Home / Childhood Cancer / Funding Childhood Cancer Initiatives / 100% Fund in 2025
Nearly one in five children diagnosed with cancer will not survive. For children with rare and hard-to-cure cancers, the odds can be far worse. The 100% Fund was created to challenge these odds.
Phoebe Rose Rocks Foundation, Fight Like Mason Foundation, Sarcoma Research Canada, Mélia’s Memory, Team Finn, Eli’s Childhood Cancer Foundation, Childhood Cancer Canada, and Kindred Foundation have partnered to fund research for children and teens who do not, yet, have their cure.
The 100% Fund targets pediatric and adolescent cancers that are hard-to-cure cancers that have not responded to available therapies. The goal is to fund research with the potential to deliver improved treatment and increased survival rates. The C17 Research Network administers these grants. Each 100% Fund grant provides $100,000 for a two-year research project.
With the support of CMLS Financial and Intellifi Corporation and fundraising through Project Kindness 2023, CMLS Financial and Intellifi raised $41,000 to go towards these grants!
Congratulations to the three 2023/2024 100% Fund grant recipients:
Dr. Rebecca Deyell of the BC Children’s Hospital was awarded $100,000 for her grant entitled: “Impact of Body Composition and Pharmacogenomics on Toxicity and Survival outcomes in Childhood Bone Sarcoma.” A 100% Fund grant funded in partnership with Sarcoma Research Canada, Kindred Foundation, and Childhood Cancer Canada. ($35,000 total from Kindred Foundation, including Project Kindness)
2025 UPDATE: The research team has successfully analyzed imaging data from children and young people who took part in earlier studies, with all scans securely shared, organized, and fully analyzed in collaboration with partners. A scientific paper describing the first phase of results has been drafted. In parallel, the team has gathered and organized imaging and clinical data from more than 100 sarcoma patients across nine sites in Canada, creating one of the largest national datasets of its kind. While some image analysis took longer than expected, a one-year extension was approved to ensure the work is completed thoroughly and accurately.
Dr. Rebecca Gladdy of the Lunenfeld-Tanenbaum Research Institute was awarded $100,000 for her grant entitled: “Modelling the molecular spectrum of RMS: creating subtype specific models that are metastatic and immunocompetent.” A 100% Fund grant funded in partnership with Eli’s Childhood Cancer Foundation, Fight Like Mason Foundation and Kindred Foundation, with support from Childhood Cancer Canada and C17 Council. ($30,000 total from Kindred Foundation, including Project Kindness)
2024 UPDATE: Rhabdomyosarcoma (RMS) is a rare and aggressive childhood cancer with limited treatment options for advanced stages. Accurate laboratory models of cancer are critical to help understand how cancer develops, spreads, and responds to treatment. This initiative has made progress in developing new RMS models, including models that replicate metastatic disease. By analyzing tumor biology and using advanced imaging, the team is working to understand how chemotherapy impacts the immune environment within the tumour to ultimately design more effective, personalized therapies.
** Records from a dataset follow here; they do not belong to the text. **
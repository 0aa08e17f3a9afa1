mod motion;
mod result;

pub use motion::{
    MotionConfig, MotionDetector, DEFAULT_MIN_CHANGED_PIXELS, DEFAULT_PADDING_PX,
    DEFAULT_PIXEL_THRESHOLD,
};
pub use result::MotionOutcome;
use anyhow::{anyhow, Result};
use serde::Deserialize;
use std::path::Path;
use std::time::Duration;
use url::Url;

use crate::detect::MotionConfig;
use crate::ingest::SourceConfig;
use crate::mode::CaptureMode;
use crate::normalizer::NormalizeConfig;
use crate::recognize::RecognitionConfig;
use crate::scheduler::{CaptureOptions, DEFAULT_PERIOD_MS};

pub const CONFIG_ENV: &str = "GESTURE_CONFIG";

#[derive(Debug, Deserialize, Default)]
struct CaptureConfigFile {
    source: Option<SourceConfig>,
    motion: Option<MotionConfig>,
    normalize: Option<NormalizeConfig>,
    scheduler: Option<SchedulerConfig>,
    recognition: Option<RecognitionConfig>,
}

#[derive(Clone, Debug, PartialEq, Eq, Deserialize)]
#[serde(default)]
pub struct SchedulerConfig {
    pub period_ms: u64,
    pub mode: CaptureMode,
    /// Submit the full frame when automatic mode finds no region.
    pub fallback_to_full_frame: bool,
}

impl Default for SchedulerConfig {
    fn default() -> Self {
        Self {
            period_ms: DEFAULT_PERIOD_MS,
            mode: CaptureMode::Automatic,
            fallback_to_full_frame: false,
        }
    }
}

impl SchedulerConfig {
    pub fn period(&self) -> Duration {
        Duration::from_millis(self.period_ms)
    }
}

#[derive(Clone, Debug, Default, PartialEq)]
pub struct CaptureConfig {
    pub source: SourceConfig,
    pub motion: MotionConfig,
    pub normalize: NormalizeConfig,
    pub scheduler: SchedulerConfig,
    pub recognition: RecognitionConfig,
}

impl CaptureConfig {
    /// Defaults, overlaid by the file named in `GESTURE_CONFIG` (if any),
    /// overlaid by environment variables, then validated.
    pub fn load() -> Result<Self> {
        let config_path = std::env::var(CONFIG_ENV)
            .ok()
            .filter(|path| !path.trim().is_empty());
        Self::load_from(config_path.as_deref().map(Path::new))
    }

    /// Like [`load`](Self::load), with the file path given explicitly.
    pub fn load_from(path: Option<&Path>) -> Result<Self> {
        let file_cfg = match path {
            Some(path) => Some(read_config_file(path)?),
            None => None,
        };
        let mut cfg = Self::from_file(file_cfg.unwrap_or_default());
        cfg.apply_env()?;
        cfg.validate()?;
        Ok(cfg)
    }

    fn from_file(file: CaptureConfigFile) -> Self {
        Self {
            source: file.source.unwrap_or_default(),
            motion: file.motion.unwrap_or_default(),
            normalize: file.normalize.unwrap_or_default(),
            scheduler: file.scheduler.unwrap_or_default(),
            recognition: file.recognition.unwrap_or_default(),
        }
    }

    fn apply_env(&mut self) -> Result<()> {
        if let Ok(uri) = std::env::var("GESTURE_SOURCE_URI") {
            if !uri.trim().is_empty() {
                self.source.uri = uri;
            }
        }
        if let Ok(endpoint) = std::env::var("GESTURE_ENDPOINT") {
            if !endpoint.trim().is_empty() {
                self.recognition.endpoint = endpoint;
            }
        }
        if let Ok(period) = std::env::var("GESTURE_PERIOD_MS") {
            self.scheduler.period_ms = period
                .trim()
                .parse()
                .map_err(|_| anyhow!("GESTURE_PERIOD_MS must be an integer number of milliseconds"))?;
        }
        if let Ok(mode) = std::env::var("GESTURE_MODE") {
            if !mode.trim().is_empty() {
                self.scheduler.mode = mode.parse()?;
            }
        }
        if let Ok(timeout) = std::env::var("GESTURE_TIMEOUT_MS") {
            self.recognition.timeout_ms = timeout
                .trim()
                .parse()
                .map_err(|_| anyhow!("GESTURE_TIMEOUT_MS must be an integer number of milliseconds"))?;
        }
        Ok(())
    }

    pub fn validate(&self) -> Result<()> {
        if self.scheduler.period_ms == 0 {
            return Err(anyhow!("scheduler period_ms must be greater than zero"));
        }
        if self.recognition.timeout_ms == 0 {
            return Err(anyhow!("recognition timeout_ms must be greater than zero"));
        }
        if !(1..=100).contains(&self.normalize.jpeg_quality) {
            return Err(anyhow!(
                "normalize jpeg_quality must be 1-100 (got {})",
                self.normalize.jpeg_quality
            ));
        }
        if self.normalize.output_size == 0 {
            return Err(anyhow!("normalize output_size must be greater than zero"));
        }
        self.motion.validate()?;
        if self.source.uri.trim().is_empty() {
            return Err(anyhow!("source uri must not be empty"));
        }
        validate_endpoint(&self.recognition.endpoint)?;
        if let Some(letters) = &self.recognition.letters_endpoint {
            validate_endpoint(letters)?;
        }
        Ok(())
    }

    pub fn capture_options(&self) -> CaptureOptions {
        CaptureOptions {
            mode: self.scheduler.mode,
            motion: self.motion,
            normalize: self.normalize,
            fallback_to_full_frame: self.scheduler.fallback_to_full_frame,
            period: self.scheduler.period(),
        }
    }
}

fn validate_endpoint(raw: &str) -> Result<()> {
    let url = Url::parse(raw).map_err(|e| anyhow!("invalid endpoint {}: {}", raw, e))?;
    match url.scheme() {
        "http" | "https" | "stub" => Ok(()),
        other => Err(anyhow!(
            "endpoint {} must use http, https or stub (got {})",
            raw,
            other
        )),
    }
}

fn read_config_file(path: &Path) -> Result<CaptureConfigFile> {
    let raw = std::fs::read_to_string(path)
        .map_err(|e| anyhow!("failed to read config file {}: {}", path.display(), e))?;
    let is_toml = path
        .extension()
        .map(|ext| ext.eq_ignore_ascii_case("toml"))
        .unwrap_or(false);
    let cfg = if is_toml {
        toml::from_str(&raw).map_err(|e| anyhow!("invalid config file {}: {}", path.display(), e))?
    } else {
        serde_json::from_str(&raw)
            .map_err(|e| anyhow!("invalid config file {}: {}", path.display(), e))?
    };
    Ok(cfg)
}
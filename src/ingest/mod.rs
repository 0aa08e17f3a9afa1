//! Frame sources.
//!
//! Every source is pull-based: the capture pipeline asks for the current
//! frame when a tick runs and gets `None` while the feed is not ready yet.
//! Sources are opened from a URI:
//!
//! - `stub://static`, `stub://wave`: synthetic scenes for tests and demos
//! - `http://…`, `https://…`: JPEG snapshot endpoints
//! - `file:///dir` or a plain directory path: still images cycled in name order
//!
//! Whatever the wire format, sources hand out RGB `PixelBuffer`s.

use anyhow::{anyhow, Result};
use serde::Deserialize;
use url::Url;

use crate::frame::PixelBuffer;

pub mod normalize;
mod snapshot;
mod stills;
mod synthetic;

pub use normalize::PixelFormat;
pub use snapshot::SnapshotSource;
pub use stills::StillsSource;
pub use synthetic::{SyntheticScene, SyntheticSource};

/// Live feed the capture pipeline pulls frames from.
pub trait FrameSource: Send {
    /// Human-readable description for logs.
    fn describe(&self) -> String;

    /// Open the feed. Pulls before a successful connect yield nothing.
    fn connect(&mut self) -> Result<()>;

    /// Whether the feed is open and expected to deliver frames.
    fn is_active(&self) -> bool;

    /// The frame currently on the feed, or `None` when none is ready yet.
    fn current_frame(&mut self) -> Result<Option<PixelBuffer>>;
}

/// Where frames come from.
#[derive(Clone, Debug, PartialEq, Eq, Deserialize)]
#[serde(default)]
pub struct SourceConfig {
    pub uri: String,
    /// Frame size for synthetic sources. Real feeds report their own.
    pub width: u32,
    pub height: u32,
}

impl Default for SourceConfig {
    fn default() -> Self {
        Self {
            uri: "stub://wave".to_string(),
            width: 320,
            height: 240,
        }
    }
}

/// Build the source named by `config.uri`. The source is not connected yet.
pub fn open_source(config: &SourceConfig) -> Result<Box<dyn FrameSource>> {
    let uri = config.uri.trim();
    if uri.is_empty() {
        return Err(anyhow!("frame source uri must not be empty"));
    }
    if uri.starts_with("stub://") {
        return Ok(Box::new(SyntheticSource::from_uri(
            uri,
            config.width,
            config.height,
        )?));
    }
    if uri.starts_with("http://") || uri.starts_with("https://") {
        return Ok(Box::new(SnapshotSource::new(uri)?));
    }
    if uri.starts_with("file://") {
        let url = Url::parse(uri).map_err(|e| anyhow!("invalid file uri {}: {}", uri, e))?;
        let path = url
            .to_file_path()
            .map_err(|_| anyhow!("file uri {} has no local path", uri))?;
        return Ok(Box::new(StillsSource::new(path)));
    }
    if uri.contains("://") {
        return Err(anyhow!("unsupported frame source uri: {}", uri));
    }
    Ok(Box::new(StillsSource::new(uri.into())))
}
Dr. Jongbok Lee of the University of Calgary was awarded $100,000 for his grant entitled: “Developing novel off-the-shelf CAR-T cell for relapse/refractory infant AML” A 100% Fund grant funded in partnership with The Phoebe Rose Rocks Committee with Kindred Foundation and Mélia’s Memory Foundation, with support from Childhood Cancer Canada and C17 Council. ($90,000 total from the Phoebe Rose Rocks Committee with Kindred Foundation)
2025 UPDATE: Over the past year, the researchers made important progress toward a new immune-based treatment for infant leukemia. They confirmed a reliable target on leukemia cells, developed a highly effective and long-lasting treatment approach that can overcome resistance to standard therapies, and built in safety features to better protect patients. Together, these advances bring them closer to clinical trials and offer new hope for infants and young children facing this aggressive disease.